Procrastination is not your fault

But it is your responsibility, to fix if you want to move out of mediocrity

Imagine this. You find yourself in front of a screen, mindlessly consuming content of one form or another, when the thought pops into your head “I’m wasting time, I should be working on _____”

What is the primary emotion that results from that thought?

For most people who procrastinate, the emotion is overwhelming guilt.

We cycle through an open loop of unresolved tasks, ‘should-ing’ on ourselves about what we ought to be doing. We beat ourselves up internally, like the lazy, worthless, losers that we know we are.
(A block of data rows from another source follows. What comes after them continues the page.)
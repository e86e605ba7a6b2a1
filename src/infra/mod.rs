// ============================================================
// Layer 6 — Infrastructure Layer
// ============================================================
// Cross-cutting concerns used by several layers:
//
//   config.rs      — YAML run configuration with defaults
//
//   checkpoint.rs  — Saving and loading the fitted model.
//                    Weights go through burn's file recorder,
//                    feature order and provenance through JSON.
//
//   metrics.rs     — MAE / RMSE / R² and a CSV run log

/// YAML configuration
pub mod config;

/// Model artifact persistence
pub mod checkpoint;

/// Regression metrics and CSV logging
pub mod metrics;
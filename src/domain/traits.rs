// ============================================================
// Layer 3 — Core Traits
// ============================================================
// The application layer talks to these abstractions, not to the
// CSV loader or the burn-backed predictor directly.

use anyhow::Result;

use crate::domain::model::ModelInfo;
use crate::domain::record::{Difficulty, StudentRecord};

// ─── RecordSource ─────────────────────────────────────────────────────────────
/// Anything that can yield typed student records.
///
/// Implementations:
///   - CsvLoader → reads a headered CSV file
pub trait RecordSource {
    fn load_records(&self) -> Result<Vec<StudentRecord>>;
}

// ─── ScorePredictor ───────────────────────────────────────────────────────────
/// Anything that can predict an exam score for one student.
///
/// Implementations:
///   - Predictor → a fitted linear model loaded from an artifact
pub trait ScorePredictor: Send + Sync {
    fn predict(&self, hours_studied: f64, difficulty: Difficulty) -> Result<f64>;

    /// Description of the underlying model.
    fn info(&self) -> ModelInfo;
}
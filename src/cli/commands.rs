// ============================================================
// Layer 1 — CLI Commands and Arguments
// ============================================================
// The four subcommands and their flags. Most settings live in
// the YAML config; flags here only override it.

use clap::{Args, Subcommand};

use crate::domain::record::{validate_hours, Difficulty};

#[derive(Subcommand, Debug)]
pub enum Commands {
    /// Fit the model on the dataset and save the artifact
    Train,

    /// Score the saved model on the held-out test split
    Evaluate,

    /// Predict the score for one student
    Predict(PredictArgs),

    /// Serve predictions over HTTP
    Serve(ServeArgs),
}

#[derive(Args, Debug)]
pub struct PredictArgs {
    /// Hours studied as a decimal (e.g. 4.5)
    #[arg(long, value_parser = parse_hours)]
    pub hours: f64,

    /// Exam difficulty category: Easy, Medium or Hard
    #[arg(long, default_value = "Medium")]
    pub difficulty: Difficulty,
}

#[derive(Args, Debug)]
pub struct ServeArgs {
    /// Bind address (overrides server.host)
    #[arg(long)]
    pub host: Option<String>,

    /// Port (overrides server.port)
    #[arg(long)]
    pub port: Option<u16>,
}

fn parse_hours(s: &str) -> Result<f64, String> {
    let hours: f64 = s.parse().map_err(|_| format!("'{s}' is not a number"))?;
    validate_hours(hours).map_err(|e| e.to_string())
}

#[cfg(test)]
mod tests {
    use super::*;
    use crate::cli::Cli;
    use clap::Parser;

    #[test]
    fn test_parses_predict() {
        let cli = Cli::try_parse_from(["score-predictor", "predict", "--hours", "4.5", "--difficulty", "Hard"]).unwrap();
        match cli.command {
            Commands::Predict(args) => {
                assert_eq!(args.hours, 4.5);
                assert_eq!(args.difficulty, Difficulty::Hard);
            }
            other => panic!("unexpected command {other:?}"),
        }
    }

    #[test]
    fn test_predict_defaults_to_medium() {
        let cli = Cli::try_parse_from(["score-predictor", "predict", "--hours", "2"]).unwrap();
        match cli.command {
            Commands::Predict(args) => assert_eq!(args.difficulty, Difficulty::Medium),
            other => panic!("unexpected command {other:?}"),
        }
    }

    #[test]
    fn test_rejects_bad_predict_args() {
        assert!(Cli::try_parse_from(["score-predictor", "predict"]).is_err());
        assert!(Cli::try_parse_from(["score-predictor", "predict", "--hours", "-1"]).is_err());
        assert!(Cli::try_parse_from(["score-predictor", "predict", "--hours", "2", "--difficulty", "Extreme"]).is_err());
    }

    #[test]
    fn test_global_overrides() {
        let cli = Cli::try_parse_from([
            "score-predictor", "serve", "--port", "8080", "--config", "my.yaml", "--model-path", "out/m",
        ])
        .unwrap();
        assert_eq!(cli.config, std::path::PathBuf::from("my.yaml"));
        assert_eq!(cli.model_path, Some(std::path::PathBuf::from("out/m")));
        match cli.command {
            Commands::Serve(args) => assert_eq!(args.port, Some(8080)),
            other => panic!("unexpected command {other:?}"),
        }
    }
}
// ============================================================
// Layer 2 — Application / Use Cases
// ============================================================
// Orchestrates the other layers for one goal each. No maths, no
// printing, no direct file formats: only workflow coordination.

// Fit and persist a model
pub mod train_use_case;

// Score a saved model on the held-out split
pub mod evaluate_use_case;

// Predict one row with a saved model
pub mod predict_use_case;

use anyhow::Result;

use crate::data::{
    dataset::DatasetSplits,
    encoder::FeatureEncoder,
    loader::CsvLoader,
    splitter::split_train_test,
};
use crate::infra::config::AppConfig;

/// Load → encode → split, shared by training and evaluation so both
/// see the same partition for the same config.
pub(crate) fn prepare_splits(cfg: &AppConfig) -> Result<DatasetSplits> {
    let table   = CsvLoader::new(&cfg.data_path).load_table()?;
    let encoded = FeatureEncoder::new(cfg.feature_columns(), cfg.target.clone()).encode(&table)?;
    split_train_test(&encoded, cfg.test_size, cfg.random_state)
}
// ============================================================
// Layer 4 — Data Pipeline
// ============================================================
// From a CSV file on disk to train/test design matrices:
//
//   dataset.csv
//       │
//       ▼
//   CsvLoader        → reads rows as string cells
//       │
//       ▼
//   FeatureEncoder   → numeric columns + one-hot difficulty
//       │
//       ▼
//   split_train_test → seeded shuffle, ceil(n * test_size) test rows
//       │
//       ▼
//   DatasetSplits    → handed to ml::trainer / evaluation

/// Reads the dataset CSV
pub mod loader;

/// One-hot encodes difficulty and builds the design matrix
pub mod encoder;

/// Encoded dataset and split containers
pub mod dataset;

/// Seeded train/test splitting
pub mod splitter;
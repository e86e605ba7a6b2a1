// ============================================================
// Layer 5 — ML / Model Layer (Burn)
// ============================================================
// All burn-specific code lives here and in infra::checkpoint.
//
//   model.rs      — ScoreRegressor: a single Linear layer module,
//                   plus tensor builders for row data
//
//   trainer.rs    — fit(): closed-form least squares, or
//                   full-batch Adam through burn autodiff
//
//   inferencer.rs — Predictor: validated, clamped single-row
//                   predictions and raw batch predictions

/// Linear regression as a burn module
pub mod model;

/// Solvers that produce a fitted LinearModel
pub mod trainer;

/// Prediction over a loaded model
pub mod inferencer;
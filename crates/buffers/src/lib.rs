//! Byte buffer primitives for the tagpack codec.
//!
//! [`Writer`] appends big-endian fields to a growable buffer and [`Reader`]
//! consumes them again, reporting [`BufferError`] instead of panicking when a
//! read would run past the end of the input.

mod reader;
mod writer;

pub use reader::Reader;
pub use writer::Writer;

use thiserror::Error;

/// Errors raised by [`Reader`].
#[derive(Debug, Error, Clone, Copy, PartialEq, Eq)]
pub enum BufferError {
    /// A read needed `needed` bytes but only `available` were left.
    #[error("end of buffer: needed {needed} bytes, {available} available")]
    EndOfBuffer { needed: usize, available: usize },
}
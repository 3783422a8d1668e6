//! Field descriptors and schemas for record types.
//!
//! A [`Schema`] is the ordered field list of one record type. It is never
//! written to the wire: array mode projects it by position, map mode by name.

use std::fmt;

use rustc_hash::FxHashMap;

use crate::error::CodecError;

/// Declared semantic type of a field.
#[derive(Debug, Clone, PartialEq, Eq, Hash)]
pub enum FieldKind {
    Nil,
    Bool,
    Int,
    Uint,
    Float32,
    Float64,
    Str,
    Binary,
    Array,
    Map,
    Extension,
    /// Nil or the inner kind.
    Optional(Box<FieldKind>),
    /// Nested record, by type name.
    Record(&'static str),
    /// Any value; no projection is applied.
    Any,
}

impl fmt::Display for FieldKind {
    fn fmt(&self, f: &mut fmt::Formatter<'_>) -> fmt::Result {
        match self {
            FieldKind::Nil => f.write_str("nil"),
            FieldKind::Bool => f.write_str("bool"),
            FieldKind::Int => f.write_str("int"),
            FieldKind::Uint => f.write_str("uint"),
            FieldKind::Float32 => f.write_str("float32"),
            FieldKind::Float64 => f.write_str("float64"),
            FieldKind::Str => f.write_str("string"),
            FieldKind::Binary => f.write_str("binary"),
            FieldKind::Array => f.write_str("array"),
            FieldKind::Map => f.write_str("map"),
            FieldKind::Extension => f.write_str("extension"),
            FieldKind::Optional(inner) => write!(f, "optional {inner}"),
            FieldKind::Record(name) => write!(f, "record {name}"),
            FieldKind::Any => f.write_str("any"),
        }
    }
}

/// One `(name, ordinal, kind)` entry of a schema.
#[derive(Debug, Clone, PartialEq, Eq, Hash)]
pub struct FieldDescriptor {
    pub name: &'static str,
    pub ordinal: usize,
    pub kind: FieldKind,
}

impl FieldDescriptor {
    pub fn new(name: &'static str, ordinal: usize, kind: FieldKind) -> Self {
        Self {
            name,
            ordinal,
            kind,
        }
    }
}

/// Ordered field list of a record type, with a name index for map mode.
#[derive(Debug, Clone)]
pub struct Schema {
    type_name: &'static str,
    fields: Vec<FieldDescriptor>,
    index: FxHashMap<&'static str, usize>,
}

impl Schema {
    /// Builds a schema from descriptors in declaration order.
    ///
    /// Ordinals must run `0..n` in order and names must be unique.
    pub fn new(type_name: &'static str, fields: Vec<FieldDescriptor>) -> Result<Self, CodecError> {
        let mut index = FxHashMap::default();
        index.reserve(fields.len());
        for (position, field) in fields.iter().enumerate() {
            if field.ordinal != position {
                return Err(CodecError::SchemaMismatch(format!(
                    "{type_name}.{} declares ordinal {} at position {position}",
                    field.name, field.ordinal
                )));
            }
            if index.insert(field.name, position).is_some() {
                return Err(CodecError::SchemaMismatch(format!(
                    "{type_name} declares field {} twice",
                    field.name
                )));
            }
        }
        Ok(Self {
            type_name,
            fields,
            index,
        })
    }

    pub fn type_name(&self) -> &'static str {
        self.type_name
    }

    pub fn fields(&self) -> &[FieldDescriptor] {
        &self.fields
    }

    pub fn len(&self) -> usize {
        self.fields.len()
    }

    pub fn is_empty(&self) -> bool {
        self.fields.is_empty()
    }

    pub fn field(&self, ordinal: usize) -> Option<&FieldDescriptor> {
        self.fields.get(ordinal)
    }

    pub fn ordinal_of(&self, name: &str) -> Option<usize> {
        self.index.get(name).copied()
    }

    pub fn field_by_name(&self, name: &str) -> Option<&FieldDescriptor> {
        self.ordinal_of(name).map(|ordinal| &self.fields[ordinal])
    }

    pub fn names(&self) -> impl Iterator<Item = &'static str> + '_ {
        self.fields.iter().map(|f| f.name)
    }
}

impl PartialEq for Schema {
    fn eq(&self, other: &Self) -> bool {
        self.type_name == other.type_name && self.fields == other.fields
    }
}

impl Eq for Schema {}

#[cfg(test)]
mod tests {
    use super::*;

    fn child() -> Vec<FieldDescriptor> {
        vec![
            FieldDescriptor::new("Int", 0, FieldKind::Int),
            FieldDescriptor::new("String", 1, FieldKind::Str),
        ]
    }

    #[test]
    fn lookup_by_name_and_ordinal() {
        let schema = Schema::new("BenchChild", child()).unwrap();
        assert_eq!(schema.len(), 2);
        assert_eq!(schema.ordinal_of("String"), Some(1));
        assert_eq!(schema.field(0).map(|f| f.name), Some("Int"));
        assert_eq!(schema.field_by_name("Int").map(|f| &f.kind), Some(&FieldKind::Int));
        assert_eq!(schema.ordinal_of("missing"), None);
        assert_eq!(schema.names().collect::<Vec<_>>(), ["Int", "String"]);
    }

    #[test]
    fn duplicate_names_are_rejected() {
        let fields = vec![
            FieldDescriptor::new("Int", 0, FieldKind::Int),
            FieldDescriptor::new("Int", 1, FieldKind::Uint),
        ];
        assert!(matches!(
            Schema::new("Dup", fields),
            Err(CodecError::SchemaMismatch(_))
        ));
    }

    #[test]
    fn ordinals_must_follow_declaration_order() {
        let fields = vec![FieldDescriptor::new("Int", 1, FieldKind::Int)];
        assert!(Schema::new("Gap", fields).is_err());
    }

    #[test]
    fn kind_display() {
        let kind = FieldKind::Optional(Box::new(FieldKind::Record("BenchChild")));
        assert_eq!(kind.to_string(), "optional record BenchChild");
    }
}
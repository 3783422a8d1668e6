//! Wire tag bytes.
//!
//! Every encoded value starts with one tag byte. Bytes `0x00..=0x11` name a
//! type, `0x80..=0xff` carry a small non-negative integer inline and the range
//! in between is reserved.

/// Type-naming tag bytes.
#[derive(Debug, Clone, Copy, PartialEq, Eq, Hash)]
#[repr(u8)]
pub enum Tag {
    Nil = 0x00,
    False = 0x01,
    True = 0x02,
    Int8 = 0x03,
    Int16 = 0x04,
    Int32 = 0x05,
    Int64 = 0x06,
    Uint8 = 0x07,
    Uint16 = 0x08,
    Uint32 = 0x09,
    Uint64 = 0x0a,
    Float32 = 0x0b,
    Float64 = 0x0c,
    Str = 0x0d,
    Binary = 0x0e,
    Array = 0x0f,
    Map = 0x10,
    Extension = 0x11,
}

impl Tag {
    /// Maps a tag byte to its type. Small-int and reserved bytes yield `None`.
    pub fn from_byte(byte: u8) -> Option<Tag> {
        let tag = match byte {
            0x00 => Tag::Nil,
            0x01 => Tag::False,
            0x02 => Tag::True,
            0x03 => Tag::Int8,
            0x04 => Tag::Int16,
            0x05 => Tag::Int32,
            0x06 => Tag::Int64,
            0x07 => Tag::Uint8,
            0x08 => Tag::Uint16,
            0x09 => Tag::Uint32,
            0x0a => Tag::Uint64,
            0x0b => Tag::Float32,
            0x0c => Tag::Float64,
            0x0d => Tag::Str,
            0x0e => Tag::Binary,
            0x0f => Tag::Array,
            0x10 => Tag::Map,
            0x11 => Tag::Extension,
            _ => return None,
        };
        Some(tag)
    }

    pub fn byte(self) -> u8 {
        self as u8
    }
}

/// First small-int tag byte; `SMALL_INT_BASE | n` encodes `n` for `n <= 0x7f`.
pub const SMALL_INT_BASE: u8 = 0x80;

/// Largest integer that fits in a small-int tag.
pub const SMALL_INT_MAX: u64 = 0x7f;

/// Largest byte or element count a 4-byte length field can carry.
pub const MAX_LENGTH: usize = u32::MAX as usize;

#[inline]
pub fn is_small_int(byte: u8) -> bool {
    byte & SMALL_INT_BASE != 0
}

#[cfg(test)]
mod tests {
    use super::*;

    #[test]
    fn named_tags_roundtrip_through_bytes() {
        for byte in 0x00..=0x11u8 {
            let tag = Tag::from_byte(byte).expect("named tag");
            assert_eq!(tag.byte(), byte);
        }
    }

    #[test]
    fn reserved_and_small_int_bytes_are_not_named() {
        assert_eq!(Tag::from_byte(0x12), None);
        assert_eq!(Tag::from_byte(0x7f), None);
        assert_eq!(Tag::from_byte(0x80), None);
        assert!(is_small_int(0x80));
        assert!(is_small_int(0xff));
        assert!(!is_small_int(0x7f));
    }
}
//! `ValueEncoder`: writes a [`Value`] tree as tagged bytes.

use tagpack_buffers::Writer;

use crate::constants::{Tag, MAX_LENGTH, SMALL_INT_BASE, SMALL_INT_MAX};
use crate::error::CodecError;
use crate::value::{Extension, Value};

/// Default limit on container nesting, shared with the decoder.
pub const DEFAULT_MAX_DEPTH: usize = 512;

pub struct ValueEncoder {
    pub writer: Writer,
    max_depth: usize,
    depth: usize,
}

impl Default for ValueEncoder {
    fn default() -> Self {
        Self::new()
    }
}

impl ValueEncoder {
    pub fn new() -> Self {
        Self::with_max_depth(DEFAULT_MAX_DEPTH)
    }

    pub fn with_max_depth(max_depth: usize) -> Self {
        Self {
            writer: Writer::new(),
            max_depth,
            depth: 0,
        }
    }

    /// Encodes one value. The encoder can be reused after an error.
    pub fn encode(&mut self, value: &Value) -> Result<Vec<u8>, CodecError> {
        self.writer.reset();
        self.depth = 0;
        self.write_any(value)?;
        Ok(self.writer.flush())
    }

    pub fn write_any(&mut self, value: &Value) -> Result<(), CodecError> {
        match value {
            Value::Nil => self.write_nil(),
            Value::Bool(b) => self.write_bool(*b),
            Value::Int(i) => self.write_int(*i),
            Value::Uint(u) => self.write_uint(*u),
            Value::Float32(f) => self.writer.u8f32(Tag::Float32.byte(), *f),
            Value::Float64(f) => self.writer.u8f64(Tag::Float64.byte(), *f),
            Value::Str(s) => self.write_str(s)?,
            Value::Binary(b) => self.write_bin(b)?,
            Value::Array(items) => self.write_arr(items)?,
            Value::Map(pairs) => self.write_map(pairs)?,
            Value::Extension(ext) => self.write_ext(ext)?,
        }
        Ok(())
    }

    pub fn write_nil(&mut self) {
        self.writer.u8(Tag::Nil.byte());
    }

    pub fn write_bool(&mut self, b: bool) {
        self.writer.u8(if b { Tag::True } else { Tag::False }.byte());
    }

    /// Non-negative integers go through [`Self::write_uint`]; negative ones
    /// take the narrowest signed tag.
    pub fn write_int(&mut self, int: i64) {
        if int >= 0 {
            self.write_uint(int as u64);
        } else if int >= i8::MIN as i64 {
            self.writer.u8(Tag::Int8.byte());
            self.writer.i8(int as i8);
        } else if int >= i16::MIN as i64 {
            self.writer.u8(Tag::Int16.byte());
            self.writer.i16(int as i16);
        } else if int >= i32::MIN as i64 {
            self.writer.u8(Tag::Int32.byte());
            self.writer.i32(int as i32);
        } else {
            self.writer.u8(Tag::Int64.byte());
            self.writer.i64(int);
        }
    }

    pub fn write_uint(&mut self, uint: u64) {
        if uint <= SMALL_INT_MAX {
            self.writer.u8(SMALL_INT_BASE | uint as u8);
        } else if uint <= u8::MAX as u64 {
            self.writer.u8u8(Tag::Uint8.byte(), uint as u8);
        } else if uint <= u16::MAX as u64 {
            self.writer.u8u16(Tag::Uint16.byte(), uint as u16);
        } else if uint <= u32::MAX as u64 {
            self.writer.u8u32(Tag::Uint32.byte(), uint as u32);
        } else {
            self.writer.u8u64(Tag::Uint64.byte(), uint);
        }
    }

    fn write_len(&mut self, tag: Tag, length: usize) -> Result<(), CodecError> {
        if length > MAX_LENGTH {
            return Err(CodecError::LengthOverflow(length));
        }
        self.writer.u8u32(tag.byte(), length as u32);
        Ok(())
    }

    pub fn write_str(&mut self, s: &str) -> Result<(), CodecError> {
        self.writer.ensure_capacity(5 + s.len());
        self.write_len(Tag::Str, s.len())?;
        self.writer.utf8(s);
        Ok(())
    }

    pub fn write_bin(&mut self, buf: &[u8]) -> Result<(), CodecError> {
        self.writer.ensure_capacity(5 + buf.len());
        self.write_len(Tag::Binary, buf.len())?;
        self.writer.buf(buf);
        Ok(())
    }

    pub fn write_arr_hdr(&mut self, length: usize) -> Result<(), CodecError> {
        self.write_len(Tag::Array, length)
    }

    pub fn write_map_hdr(&mut self, length: usize) -> Result<(), CodecError> {
        self.write_len(Tag::Map, length)
    }

    fn enter(&mut self) -> Result<(), CodecError> {
        if self.depth >= self.max_depth {
            return Err(CodecError::DepthLimitExceeded(self.max_depth));
        }
        self.depth += 1;
        Ok(())
    }

    pub fn write_arr(&mut self, items: &[Value]) -> Result<(), CodecError> {
        self.enter()?;
        let res = self.write_arr_items(items);
        self.depth -= 1;
        res
    }

    fn write_arr_items(&mut self, items: &[Value]) -> Result<(), CodecError> {
        self.write_arr_hdr(items.len())?;
        for item in items {
            self.write_any(item)?;
        }
        Ok(())
    }

    /// Pairs are written in slice order; the encoder never reorders keys.
    pub fn write_map(&mut self, pairs: &[(Value, Value)]) -> Result<(), CodecError> {
        self.enter()?;
        let res = self.write_map_pairs(pairs);
        self.depth -= 1;
        res
    }

    fn write_map_pairs(&mut self, pairs: &[(Value, Value)]) -> Result<(), CodecError> {
        self.write_map_hdr(pairs.len())?;
        for (key, val) in pairs {
            self.write_any(key)?;
            self.write_any(val)?;
        }
        Ok(())
    }

    pub fn write_ext(&mut self, ext: &Extension) -> Result<(), CodecError> {
        if ext.data.len() > MAX_LENGTH {
            return Err(CodecError::LengthOverflow(ext.data.len()));
        }
        self.writer.ensure_capacity(6 + ext.data.len());
        self.writer.u8(Tag::Extension.byte());
        self.writer.i8(ext.kind);
        self.writer.u32(ext.data.len() as u32);
        self.writer.buf(&ext.data);
        Ok(())
    }
}

#[cfg(test)]
mod tests {
    use super::*;

    fn enc(value: Value) -> Vec<u8> {
        ValueEncoder::new().encode(&value).expect("encode")
    }

    #[test]
    fn small_ints_inline_into_the_tag() {
        assert_eq!(enc(Value::Int(0)), [0x80]);
        assert_eq!(enc(Value::Int(127)), [0xff]);
        assert_eq!(enc(Value::Uint(5)), [0x85]);
    }

    #[test]
    fn integers_escalate_width() {
        assert_eq!(enc(Value::Int(128)), [0x07, 0x80]);
        assert_eq!(enc(Value::Int(256)), [0x08, 0x01, 0x00]);
        assert_eq!(enc(Value::Int(70_000)), [0x09, 0x00, 0x01, 0x11, 0x70]);
        assert_eq!(
            enc(Value::Uint(u64::MAX)),
            [0x0a, 0xff, 0xff, 0xff, 0xff, 0xff, 0xff, 0xff, 0xff]
        );
    }

    #[test]
    fn negative_integers_use_signed_tags() {
        assert_eq!(enc(Value::Int(-1)), [0x03, 0xff]);
        assert_eq!(enc(Value::Int(-128)), [0x03, 0x80]);
        assert_eq!(enc(Value::Int(-129)), [0x04, 0xff, 0x7f]);
        assert_eq!(enc(Value::Int(-123)), [0x03, 0x85]);
        assert_eq!(enc(Value::Int(i64::MIN))[0], 0x06);
    }

    #[test]
    fn strings_carry_four_byte_length() {
        assert_eq!(enc(Value::from("hi")), [0x0d, 0, 0, 0, 2, b'h', b'i']);
        assert_eq!(enc(Value::from("")), [0x0d, 0, 0, 0, 0]);
    }

    #[test]
    fn containers_prefix_count() {
        let arr = Value::Array(vec![Value::Nil, Value::Bool(true)]);
        assert_eq!(enc(arr), [0x0f, 0, 0, 0, 2, 0x00, 0x02]);
        let map = Value::Map(vec![(Value::from("a"), Value::Bool(false))]);
        assert_eq!(enc(map), [0x10, 0, 0, 0, 1, 0x0d, 0, 0, 0, 1, b'a', 0x01]);
    }

    #[test]
    fn extension_writes_kind_then_length() {
        let ext = Value::Extension(Extension::new(-1, vec![0xaa, 0xbb]));
        assert_eq!(enc(ext), [0x11, 0xff, 0, 0, 0, 2, 0xaa, 0xbb]);
    }

    #[test]
    fn depth_limit_is_enforced() {
        let mut value = Value::Nil;
        for _ in 0..4 {
            value = Value::Array(vec![value]);
        }
        let mut encoder = ValueEncoder::with_max_depth(3);
        assert_eq!(
            encoder.encode(&value),
            Err(CodecError::DepthLimitExceeded(3))
        );
        // a failed call leaves the encoder usable
        assert_eq!(encoder.encode(&Value::Nil), Ok(vec![0x00]));
    }

    #[test]
    fn failed_nested_write_restores_depth_budget() {
        let mut encoder = ValueEncoder::with_max_depth(2);
        let deep = Value::Array(vec![Value::Array(vec![Value::Array(vec![])])]);
        assert_eq!(
            encoder.write_any(&deep),
            Err(CodecError::DepthLimitExceeded(2))
        );
        encoder.writer.reset();
        assert_eq!(encoder.write_any(&Value::Array(vec![])), Ok(()));
        let map = Value::Map(vec![(Value::from("k"), deep)]);
        assert!(encoder.write_map(map.as_map().unwrap()).is_err());
        encoder.writer.reset();
        let two_deep = Value::Map(vec![(Value::from("k"), Value::Array(vec![]))]);
        assert_eq!(encoder.write_any(&two_deep), Ok(()));
        assert_eq!(encoder.writer.flush().len(), 16);
    }
}
//! Conversions between [`Value`] and `serde_json::Value`.
//!
//! Meant for inspecting payloads. JSON has no binary type, so binary and
//! extension payloads render as base64 data URIs and do not convert back.

use base64::engine::general_purpose::STANDARD;
use base64::Engine;
use serde_json::{Map as JsonMap, Number};

use crate::value::Value;

const BIN_URI_START: &str = "data:application/octet-stream;base64,";

impl From<serde_json::Value> for Value {
    fn from(v: serde_json::Value) -> Self {
        match v {
            serde_json::Value::Null => Value::Nil,
            serde_json::Value::Bool(b) => Value::Bool(b),
            serde_json::Value::Number(n) => {
                if let Some(i) = n.as_i64() {
                    Value::Int(i)
                } else if let Some(u) = n.as_u64() {
                    Value::Uint(u)
                } else {
                    Value::Float64(n.as_f64().unwrap_or(0.0))
                }
            }
            serde_json::Value::String(s) => Value::Str(s),
            serde_json::Value::Array(arr) => {
                Value::Array(arr.into_iter().map(Value::from).collect())
            }
            serde_json::Value::Object(obj) => Value::Map(
                obj.into_iter()
                    .map(|(k, v)| (Value::Str(k), Value::from(v)))
                    .collect(),
            ),
        }
    }
}

impl From<Value> for serde_json::Value {
    fn from(v: Value) -> Self {
        match v {
            Value::Nil => serde_json::Value::Null,
            Value::Bool(b) => serde_json::Value::Bool(b),
            Value::Int(i) => serde_json::Value::from(i),
            Value::Uint(u) => serde_json::Value::from(u),
            Value::Float32(f) => float(f as f64),
            Value::Float64(f) => float(f),
            Value::Str(s) => serde_json::Value::String(s),
            Value::Binary(b) => data_uri(&b, None),
            Value::Array(items) => {
                serde_json::Value::Array(items.into_iter().map(serde_json::Value::from).collect())
            }
            Value::Map(pairs) => {
                let mut obj = JsonMap::with_capacity(pairs.len());
                for (k, v) in pairs {
                    obj.insert(key_string(k), serde_json::Value::from(v));
                }
                serde_json::Value::Object(obj)
            }
            Value::Extension(ext) => data_uri(&ext.data, Some(ext.kind)),
        }
    }
}

fn float(f: f64) -> serde_json::Value {
    Number::from_f64(f)
        .map(serde_json::Value::Number)
        .unwrap_or(serde_json::Value::Null)
}

fn data_uri(bytes: &[u8], ext: Option<i8>) -> serde_json::Value {
    let mut uri = String::from(BIN_URI_START);
    uri.push_str(&STANDARD.encode(bytes));
    if let Some(kind) = ext {
        uri.push_str(&format!(";ext={kind}"));
    }
    serde_json::Value::String(uri)
}

fn key_string(key: Value) -> String {
    match key {
        Value::Str(s) => s,
        other => serde_json::Value::from(other).to_string(),
    }
}

/// Renders a value as compact JSON text.
pub fn to_json_string(value: &Value) -> String {
    serde_json::Value::from(value.clone()).to_string()
}

#[cfg(test)]
mod tests {
    use super::*;
    use crate::value::Extension;
    use serde_json::json;

    #[test]
    fn json_document_converts_both_ways() {
        let doc = json!({"Int": -123, "String": "hi", "Array": [1, 2.5, null, true]});
        let value = Value::from(doc.clone());
        assert_eq!(value.get("Int"), Some(&Value::Int(-123)));
        assert_eq!(serde_json::Value::from(value), doc);
    }

    #[test]
    fn binary_renders_as_data_uri() {
        let out = serde_json::Value::from(Value::Binary(vec![1, 2, 3]));
        assert_eq!(out, json!("data:application/octet-stream;base64,AQID"));
        let ext = serde_json::Value::from(Value::Extension(Extension::new(5, vec![0xff])));
        assert_eq!(ext, json!("data:application/octet-stream;base64,/w==;ext=5"));
    }

    #[test]
    fn non_string_keys_are_stringified() {
        let map = Value::Map(vec![(Value::Int(1), Value::Bool(true))]);
        assert_eq!(to_json_string(&map), r#"{"1":true}"#);
    }

    #[test]
    fn non_finite_floats_become_null() {
        assert_eq!(
            serde_json::Value::from(Value::Float64(f64::NAN)),
            serde_json::Value::Null
        );
    }
}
Does it work? Do we get off the couch, or close all our open tabs, and shift into productive action? Maybe, sometimes… But if guilt and shame made us work harder, then you wouldn’t still have a procrastination problem, would you?

What if the negative guilt-energy was actually the force paralyzing you? It seems counter-intuitive, because we feel that beating ourselves up should motivate us, but it’s actually the opposite. It takes a lot of mental energy to hold onto guilt, and to run these self-punishing loops in our head all day. This energy is unavailable to us when we want to act.

What would happen if you stopped moralizing procrastination as a character flaw?... Just as a thought experiment for a little while. What if you stopped thinking of yourself as lazy, as if it was some inherent weakness in the fiber of your being? This is an old way of thinking, passed down through generations, that we are inherently bad and deserving of punishment.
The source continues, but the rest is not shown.